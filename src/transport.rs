use crate::models::{ChatError, ChatRequest};
use async_trait::async_trait;
use reqwest::header::{HeaderMap, HeaderValue, AUTHORIZATION, CONTENT_TYPE};
use std::time::Duration;

/// Status and raw body of a completed HTTP exchange.
#[derive(Debug, Clone, PartialEq, Eq)]
pub struct HttpResponse {
    pub status: u16,
    pub body: String,
}

impl HttpResponse {
    pub fn new(status: u16, body: impl Into<String>) -> Self {
        Self {
            status,
            body: body.into(),
        }
    }
}

#[derive(Debug, thiserror::Error)]
pub enum TransportError {
    #[error("request timed out")]
    Timeout,
    #[error("connection failed: {0}")]
    Connect(String),
    #[error("{0}")]
    Other(String),
}

impl From<reqwest::Error> for TransportError {
    fn from(err: reqwest::Error) -> Self {
        if err.is_timeout() {
            TransportError::Timeout
        } else if err.is_connect() {
            TransportError::Connect(err.to_string())
        } else {
            TransportError::Other(err.to_string())
        }
    }
}

impl From<TransportError> for ChatError {
    fn from(err: TransportError) -> Self {
        match err {
            TransportError::Timeout => ChatError::Timeout,
            TransportError::Connect(_) => ChatError::Connection,
            TransportError::Other(description) => ChatError::unexpected(description),
        }
    }
}

/// Performs the single authenticated POST behind every reply.
#[async_trait]
pub trait Transport: Send + Sync {
    async fn post(
        &self,
        url: &str,
        api_key: &str,
        request: &ChatRequest,
        timeout: Duration,
    ) -> Result<HttpResponse, TransportError>;
}

pub struct ReqwestTransport {
    client: reqwest::Client,
}

impl ReqwestTransport {
    pub fn new() -> Self {
        let client = reqwest::Client::builder()
            .pool_idle_timeout(Duration::from_secs(30))
            .build()
            .unwrap_or_else(|_| reqwest::Client::new());

        Self { client }
    }
}

impl Default for ReqwestTransport {
    fn default() -> Self {
        Self::new()
    }
}

#[async_trait]
impl Transport for ReqwestTransport {
    async fn post(
        &self,
        url: &str,
        api_key: &str,
        request: &ChatRequest,
        timeout: Duration,
    ) -> Result<HttpResponse, TransportError> {
        let mut headers = HeaderMap::new();
        headers.insert(
            AUTHORIZATION,
            HeaderValue::from_str(&format!("Bearer {}", api_key))
                .map_err(|e| TransportError::Other(format!("Invalid API key format: {}", e)))?,
        );
        headers.insert(CONTENT_TYPE, HeaderValue::from_static("application/json"));

        let response = self
            .client
            .post(url)
            .headers(headers)
            .json(request)
            .timeout(timeout)
            .send()
            .await?;

        let status = response.status().as_u16();
        let body = response.text().await?;
        Ok(HttpResponse { status, body })
    }
}

#[cfg(test)]
mod tests {
    use super::*;
    use crate::models::{ChatMessage, Role, Temperature};
    use tokio::io::{AsyncReadExt, AsyncWriteExt};
    use tokio::net::{TcpListener, TcpStream};

    fn request() -> ChatRequest {
        ChatRequest {
            model: "test-model".to_string(),
            messages: vec![ChatMessage {
                role: Role::User,
                content: "hi".to_string(),
            }],
            temperature: Temperature::DEFAULT,
        }
    }

    #[test]
    fn transport_errors_map_to_reply_errors() {
        assert_eq!(ChatError::from(TransportError::Timeout), ChatError::Timeout);
        assert_eq!(
            ChatError::from(TransportError::Connect("refused".into())),
            ChatError::Connection
        );
        assert_eq!(
            ChatError::from(TransportError::Other("tls handshake".into())).to_string(),
            "❌ Unexpected error: tls handshake"
        );
    }

    #[tokio::test]
    async fn malformed_key_fails_before_sending() {
        let transport = ReqwestTransport::new();
        let err = transport
            .post(
                "http://127.0.0.1:1/v1/chat/completions",
                "bad\nkey",
                &request(),
                Duration::from_secs(1),
            )
            .await
            .unwrap_err();
        assert!(matches!(err, TransportError::Other(ref msg) if msg.starts_with("Invalid API key format")));
    }

    #[tokio::test]
    async fn refused_connection_is_classified() {
        let transport = ReqwestTransport::new();
        let err = transport
            .post(
                "http://127.0.0.1:1/v1/chat/completions",
                "key",
                &request(),
                Duration::from_secs(5),
            )
            .await
            .unwrap_err();
        assert!(matches!(err, TransportError::Connect(_)));
    }

    // Reads one HTTP/1.1 request: headers, then `content-length` bytes of body.
    async fn read_request(stream: &mut TcpStream) -> String {
        let mut raw = Vec::new();
        let mut chunk = [0u8; 4096];
        loop {
            let n = stream.read(&mut chunk).await.unwrap();
            if n == 0 {
                break;
            }
            raw.extend_from_slice(&chunk[..n]);
            let text = String::from_utf8_lossy(&raw).to_string();
            if let Some(end) = text.find("\r\n\r\n") {
                let length = text[..end]
                    .lines()
                    .find_map(|line| {
                        let lower = line.to_lowercase();
                        lower
                            .strip_prefix("content-length:")
                            .and_then(|v| v.trim().parse::<usize>().ok())
                    })
                    .unwrap_or(0);
                if raw.len() >= end + 4 + length {
                    break;
                }
            }
        }
        String::from_utf8_lossy(&raw).to_string()
    }

    #[tokio::test]
    async fn request_goes_out_with_bearer_header_and_json_body() {
        let listener = TcpListener::bind("127.0.0.1:0").await.unwrap();
        let url = format!("http://{}/openai/v1/chat/completions", listener.local_addr().unwrap());

        let server = tokio::spawn(async move {
            let (mut stream, _) = listener.accept().await.unwrap();
            let request = read_request(&mut stream).await;
            let body = r#"{"choices":[{"message":{"content":"Recursion is..."}}]}"#;
            let response = format!(
                "HTTP/1.1 200 OK\r\ncontent-type: application/json\r\ncontent-length: {}\r\nconnection: close\r\n\r\n{}",
                body.len(),
                body
            );
            stream.write_all(response.as_bytes()).await.unwrap();
            stream.shutdown().await.unwrap();
            request
        });

        let response = ReqwestTransport::new()
            .post(&url, "gsk_wire_key", &request(), Duration::from_secs(5))
            .await
            .unwrap();
        assert_eq!(response.status, 200);
        let parsed: crate::models::ChatResponse = serde_json::from_str(&response.body).unwrap();
        assert_eq!(parsed.choices[0].message.content, "Recursion is...");

        let captured = server.await.unwrap();
        let lower = captured.to_lowercase();
        assert!(captured.starts_with("POST /openai/v1/chat/completions "));
        assert!(lower.contains("authorization: bearer gsk_wire_key"));
        assert!(lower.contains("content-type: application/json"));
        assert!(captured.contains(r#""model":"test-model""#));
        assert!(captured.contains(r#""messages":[{"role":"user","content":"hi"}]"#));
        assert!(captured.contains(r#""temperature":0.7"#));
    }

    #[tokio::test]
    async fn silent_server_times_out() {
        let listener = TcpListener::bind("127.0.0.1:0").await.unwrap();
        let url = format!("http://{}/v1/chat/completions", listener.local_addr().unwrap());

        let server = tokio::spawn(async move {
            let (mut stream, _) = listener.accept().await.unwrap();
            let _request = read_request(&mut stream).await;
            // Hold the connection open without answering.
            tokio::time::sleep(Duration::from_secs(3)).await;
            drop(stream);
        });

        let err = ReqwestTransport::new()
            .post(&url, "key", &request(), Duration::from_millis(300))
            .await
            .unwrap_err();
        assert!(matches!(err, TransportError::Timeout), "got {:?}", err);
        server.abort();
    }
}
use std::convert::Infallible;
use std::str::FromStr;

#[derive(Debug, Clone, PartialEq)]
pub enum Command {
    Exit,
    Clear,
    Help,
    ShowTemperature,
    SetTemperature(f32),
    Message(String),
}

impl FromStr for Command {
    type Err = Infallible;

    fn from_str(s: &str) -> Result<Self, Self::Err> {
        let trimmed = s.trim();
        let lower = trimmed.to_lowercase();
        Ok(match lower.as_str() {
            "exit" => Command::Exit,
            "clear" => Command::Clear,
            "help" => Command::Help,
            "temp" => Command::ShowTemperature,
            _ => match parse_temperature(&lower) {
                Some(value) => Command::SetTemperature(value),
                // Messages keep their original spacing.
                None => Command::Message(s.to_string()),
            },
        })
    }
}

// `temp <number>`; anything else starting with "temp" is an ordinary message.
fn parse_temperature(line: &str) -> Option<f32> {
    let mut parts = line.split_whitespace();
    if parts.next()? != "temp" {
        return None;
    }
    let value = parts.next()?.parse::<f32>().ok()?;
    match parts.next() {
        Some(_) => None,
        None => Some(value),
    }
}

pub const COMMAND_BOX: &str = "\
┌──────────────────────────────────────────┐\n\
│            Available Commands            │\n\
├──────────────────────────────────────────┤\n\
│  `exit`       - Quit CodeMentor          │\n\
│  `clear`      - Clear the chat           │\n\
│  `temp`       - Show response creativity │\n\
│  `temp <0.2-1.0>` - Set creativity       │\n\
│  `help`       - Show this box            │\n\
└──────────────────────────────────────────┘";
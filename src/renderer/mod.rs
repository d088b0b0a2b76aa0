mod markdown;
mod syntax;
mod transcript;

pub use markdown::MarkdownRenderer;
pub use syntax::CodeHighlighter;
pub use transcript::TranscriptRenderer;
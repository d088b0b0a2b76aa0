use super::commands::{Command, COMMAND_BOX};
use crate::config::API_KEY_VAR;
use crate::conversation::{ChatHandler, Conversation};
use crate::models::{Result, Temperature};
use crate::renderer::{MarkdownRenderer, TranscriptRenderer};
use crate::transport::Transport;
use colored::*;
use log::info;
use rustyline::{config::Configurer, error::ReadlineError, DefaultEditor};
use std::io::{self, Write};
use std::path::PathBuf;
use terminal_size::{terminal_size, Width};

const HISTORY_FILE: &str = ".codementor_history";

const WELCOME_MESSAGE: &str = "# 🤖 CodeMentor – Programming Tutor\n\n\
Ask me about programming concepts and I will explain them with simple \
examples. I can help with:\n\n\
- Python and C++ fundamentals\n\
- Algorithms and data structures\n";

fn missing_key_message() -> String {
    format!(
        "⚠️ **Warning**: {var} environment variable is not set.\n\n\
To use this chatbot, you need to set your GROQ API key:\n\n\
- **Windows**: `set {var}=your_api_key_here`\n\
- **Linux/Mac**: `export {var}=your_api_key_here`\n\n\
Get your API key from https://console.groq.com",
        var = API_KEY_VAR
    )
}

/// Line-oriented stand-in for a chat widget: reads input, forwards it to the
/// handler and redraws the transcript.
pub struct TerminalUI<T: Transport> {
    handler: ChatHandler<T>,
    conversation: Conversation,
    temperature: Temperature,
    transcript: TranscriptRenderer,
    notices: MarkdownRenderer,
    editor: DefaultEditor,
    history_file: PathBuf,
    width: usize,
}

impl<T: Transport> TerminalUI<T> {
    pub fn new(handler: ChatHandler<T>) -> Result<Self> {
        let width = match terminal_size() {
            Some((Width(w), _)) => (w as usize).saturating_sub(2).max(20),
            None => 80,
        };

        let mut editor = DefaultEditor::new()?;
        editor.set_max_history_size(100)?;

        let history_file = dirs::home_dir()
            .map(|home| home.join(HISTORY_FILE))
            .unwrap_or_else(|| HISTORY_FILE.into());

        if history_file.exists() {
            let _ = editor.load_history(&history_file);
        }

        Ok(Self {
            handler,
            conversation: Conversation::new(),
            temperature: Temperature::default(),
            transcript: TranscriptRenderer::new(width),
            notices: MarkdownRenderer::new(width),
            editor,
            history_file,
            width,
        })
    }

    pub async fn run(&mut self) -> Result<()> {
        self.redraw()?;

        loop {
            let prompt = format!("{}", "> ".blue().bold());
            match self.editor.readline(&prompt) {
                Ok(line) => {
                    let command = line
                        .parse::<Command>()
                        .unwrap_or_else(|_| Command::Message(line));
                    match command {
                        Command::Exit => break,
                        Command::Clear => {
                            self.conversation = self.handler.clear();
                            self.redraw()?;
                        }
                        Command::Help => self.show_command_box(),
                        Command::ShowTemperature => {
                            let current = format!("Response creativity: {}", self.temperature);
                            println!("{}", current.green());
                        }
                        Command::SetTemperature(value) => self.set_temperature(value),
                        Command::Message(input) => self.handle_message(input).await?,
                    }
                }
                Err(ReadlineError::Interrupted) => {
                    println!("Use 'exit' to quit");
                }
                Err(ReadlineError::Eof) => break,
                Err(err) => {
                    println!("Error: {}", err);
                    break;
                }
            }
        }

        let _ = self.editor.save_history(&self.history_file);
        Ok(())
    }

    fn set_temperature(&mut self, value: f32) {
        match Temperature::new(value) {
            Ok(temperature) => {
                self.temperature = temperature;
                info!("Temperature set to {}", temperature);
                println!("{}", format!("Response creativity set to {}", temperature).green());
            }
            Err(err) => println!("{}", err.to_string().red()),
        }
    }

    async fn handle_message(&mut self, input: String) -> Result<()> {
        if !input.trim().is_empty() {
            self.editor.add_history_entry(input.trim())?;
            print!("{}", "Thinking...".yellow());
            io::stdout().flush()?;
        }

        let before = self.conversation.len();
        let conversation = std::mem::take(&mut self.conversation);
        let (_input, conversation) = self
            .handler
            .submit(&input, conversation, self.temperature)
            .await;
        self.conversation = conversation;

        if self.conversation.len() != before {
            self.redraw()?;
        }
        Ok(())
    }

    fn redraw(&self) -> Result<()> {
        clearscreen::clear()?;
        if self.conversation.is_empty() {
            println!("{}", self.notices.render(WELCOME_MESSAGE).cyan());
            println!();
            if !self.handler.client().config().has_credential() {
                println!("{}", self.notices.render(&missing_key_message()).yellow());
                println!();
            }
            self.show_command_box();
        } else {
            println!("{}", self.transcript.render(&self.conversation));
            println!();
            println!("{}", "─".repeat(self.width.min(60)).dimmed());
        }
        io::stdout().flush()?;
        Ok(())
    }

    fn show_command_box(&self) {
        println!("{}", COMMAND_BOX.green());
        println!();
    }
}
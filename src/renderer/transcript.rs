use crate::conversation::Conversation;
use crate::models::{ChatError, Role, Turn};
use crate::renderer::MarkdownRenderer;
use colored::*;
use textwrap::{wrap, Options};

/// Draws a whole conversation the way a chat widget would: one labelled
/// block per turn, oldest first.
pub struct TranscriptRenderer {
    markdown: MarkdownRenderer,
    width: usize,
}

impl TranscriptRenderer {
    pub fn new(width: usize) -> Self {
        Self {
            markdown: MarkdownRenderer::new(width),
            width,
        }
    }

    pub fn render(&self, conversation: &Conversation) -> String {
        let mut output = String::new();
        for turn in conversation {
            output.push_str(&self.render_turn(turn));
            output.push_str("\n\n");
        }
        output.trim_end().to_string()
    }

    pub fn render_turn(&self, turn: &Turn) -> String {
        let time = turn.sent_at().format("%H:%M").to_string();
        match turn.role() {
            Role::User => format!(
                "{} {}\n{}",
                "You".blue().bold(),
                time.dimmed(),
                self.plain(turn.content())
            ),
            Role::Assistant if ChatError::is_error_reply(turn.content()) => format!(
                "{} {}\n{}",
                "CodeMentor".cyan().bold(),
                time.dimmed(),
                self.plain(turn.content()).red()
            ),
            Role::Assistant => format!(
                "{} {}\n{}",
                "CodeMentor".cyan().bold(),
                time.dimmed(),
                self.markdown.render(turn.content()).cyan()
            ),
            Role::System => self.plain(turn.content()).dimmed().to_string(),
        }
    }

    fn plain(&self, text: &str) -> String {
        let options = Options::new(self.width)
            .initial_indent("  ")
            .subsequent_indent("  ");
        wrap(text.trim_end(), &options).join("\n")
    }
}
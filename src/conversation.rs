use crate::client::ChatClient;
use crate::models::{Temperature, Turn};
use crate::transport::{ReqwestTransport, Transport};
use log::debug;

/// Chronological list of turns for one session. Owned by the caller and
/// threaded through [`ChatHandler::submit`] by value.
#[derive(Debug, Clone, Default, PartialEq)]
pub struct Conversation {
    turns: Vec<Turn>,
}

impl Conversation {
    pub fn new() -> Self {
        Self::default()
    }

    pub fn push(&mut self, turn: Turn) {
        self.turns.push(turn);
    }

    pub fn turns(&self) -> &[Turn] {
        &self.turns
    }

    pub fn last(&self) -> Option<&Turn> {
        self.turns.last()
    }

    pub fn len(&self) -> usize {
        self.turns.len()
    }

    pub fn is_empty(&self) -> bool {
        self.turns.is_empty()
    }

    pub fn iter(&self) -> std::slice::Iter<'_, Turn> {
        self.turns.iter()
    }
}

impl FromIterator<Turn> for Conversation {
    fn from_iter<I: IntoIterator<Item = Turn>>(iter: I) -> Self {
        Self {
            turns: iter.into_iter().collect(),
        }
    }
}

impl<'a> IntoIterator for &'a Conversation {
    type Item = &'a Turn;
    type IntoIter = std::slice::Iter<'a, Turn>;

    fn into_iter(self) -> Self::IntoIter {
        self.turns.iter()
    }
}

/// The two callbacks a front end wires up: submitting text and clearing the
/// chat.
pub struct ChatHandler<T = ReqwestTransport> {
    client: ChatClient<T>,
}

impl<T: Transport> ChatHandler<T> {
    pub fn new(client: ChatClient<T>) -> Self {
        Self { client }
    }

    pub fn client(&self) -> &ChatClient<T> {
        &self.client
    }

    /// Appends the user's turn and the reply (or error text) and hands back
    /// an empty input field with the updated conversation. Blank input
    /// leaves the conversation untouched.
    pub async fn submit(
        &self,
        user_text: &str,
        mut conversation: Conversation,
        temperature: Temperature,
    ) -> (String, Conversation) {
        if user_text.trim().is_empty() {
            return (String::new(), conversation);
        }

        conversation.push(Turn::user(user_text));
        debug!("Submitting turn {} of conversation", conversation.len());

        let reply = self.client.send(conversation.turns(), temperature).await;
        conversation.push(Turn::assistant(reply));

        (String::new(), conversation)
    }

    pub fn clear(&self) -> Conversation {
        Conversation::new()
    }
}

....................

• PROBLEM REQUIREMENTS: Wherever the word "ReadlineError" occurs in the data above, copy the line it sits in.

• ANSWER SPACE:
use rustyline::{config::Configurer, error::ReadlineError, DefaultEditor};
                Err(ReadlineError::Interrupted) => {
                Err(ReadlineError::Eof) => break,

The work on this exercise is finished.